#### Task:
What lines below contain the word "body"? Please pull each one out.

....................

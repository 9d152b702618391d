use async_trait::async_trait;
use sqlx::types::Json;
use sqlx::PgPool;

use riskwatch_common::model::{AlertConfiguration, AlertType};
use riskwatch_common::repository::{ConfigurationRepository, RepoError};

use super::backend;

#[derive(Clone)]
pub struct PgConfigurationRepository {
    pool: PgPool,
}

impl PgConfigurationRepository {
    pub fn new(pool: PgPool) -> Self {
        Self { pool }
    }
}

#[async_trait]
impl ConfigurationRepository for PgConfigurationRepository {
    async fn save(&self, configuration: &AlertConfiguration) -> Result<(), RepoError> {
        sqlx::query(
            r#"INSERT INTO alert_configurations (id, alert_type, enabled, created_at_ms, body)
               VALUES ($1, $2, $3, $4, $5)
               ON CONFLICT (id) DO UPDATE
               SET alert_type = EXCLUDED.alert_type,
                   enabled = EXCLUDED.enabled,
                   body = EXCLUDED.body"#,
        )
        .bind(&configuration.id)
        .bind(configuration.alert_type.as_str())
        .bind(configuration.enabled)
        .bind(configuration.created_at_ms)
        .bind(Json(configuration))
        .execute(&self.pool)
        .await
        .map_err(backend)?;
        Ok(())
    }

    async fn find_by_id(&self, id: &str) -> Result<Option<AlertConfiguration>, RepoError> {
        let row: Option<Json<AlertConfiguration>> =
            sqlx::query_scalar("SELECT body FROM alert_configurations WHERE id = $1")
                .bind(id)
                .fetch_optional(&self.pool)
                .await
                .map_err(backend)?;
        Ok(row.map(|Json(c)| c))
    }

    async fn find_all(&self) -> Result<Vec<AlertConfiguration>, RepoError> {
        let rows: Vec<Json<AlertConfiguration>> = sqlx::query_scalar(
            "SELECT body FROM alert_configurations ORDER BY created_at_ms, id",
        )
        .fetch_all(&self.pool)
        .await
        .map_err(backend)?;
        Ok(rows.into_iter().map(|Json(c)| c).collect())
    }

    async fn find_by_type_and_enabled(
        &self,
        alert_type: AlertType,
    ) -> Result<Vec<AlertConfiguration>, RepoError> {
        let rows: Vec<Json<AlertConfiguration>> = sqlx::query_scalar(
            r#"SELECT body FROM alert_configurations
               WHERE alert_type = $1 AND enabled
               ORDER BY created_at_ms, id"#,
        )
        .bind(alert_type.as_str())
        .fetch_all(&self.pool)
        .await
        .map_err(backend)?;
        Ok(rows.into_iter().map(|Json(c)| c).collect())
    }

    async fn delete(&self, id: &str) -> Result<bool, RepoError> {
        let result = sqlx::query("DELETE FROM alert_configurations WHERE id = $1")
            .bind(id)
            .execute(&self.pool)
            .await
            .map_err(backend)?;
        Ok(result.rows_affected() > 0)
    }
}
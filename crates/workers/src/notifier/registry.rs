use std::collections::HashMap;
use std::sync::Arc;

use riskwatch_common::model::Channel;

use super::channel::Notifier;

#[derive(Clone, Default)]
pub struct NotifierRegistry {
    by_channel: HashMap<Channel, Arc<dyn Notifier>>,
}

impl NotifierRegistry {
    pub fn new() -> Self {
        Self::default()
    }

    /// Replaces any notifier already registered for the same channel.
    pub fn register(&mut self, notifier: Arc<dyn Notifier>) -> &mut Self {
        let channel = notifier.channel();
        if self.by_channel.insert(channel, notifier).is_some() {
            tracing::warn!(%channel, "notifier replaced");
        }
        self
    }

    pub fn with(mut self, notifier: Arc<dyn Notifier>) -> Self {
        self.register(notifier);
        self
    }

    pub fn get(&self, channel: Channel) -> Option<Arc<dyn Notifier>> {
        self.by_channel.get(&channel).cloned()
    }

    pub fn channels(&self) -> Vec<Channel> {
        let mut channels: Vec<Channel> = self.by_channel.keys().copied().collect();
        channels.sort_by_key(|c| c.as_str());
        channels
    }

    pub fn iter(&self) -> impl Iterator<Item = (Channel, &Arc<dyn Notifier>)> {
        self.by_channel.iter().map(|(c, n)| (*c, n))
    }

    pub fn is_empty(&self) -> bool {
        self.by_channel.is_empty()
    }
}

....................

#### Output of the task:
            r#"INSERT INTO alert_configurations (id, alert_type, enabled, created_at_ms, body)
                   body = EXCLUDED.body"#,
            sqlx::query_scalar("SELECT body FROM alert_configurations WHERE id = $1")
            "SELECT body FROM alert_configurations ORDER BY created_at_ms, id",
            r#"SELECT body FROM alert_configurations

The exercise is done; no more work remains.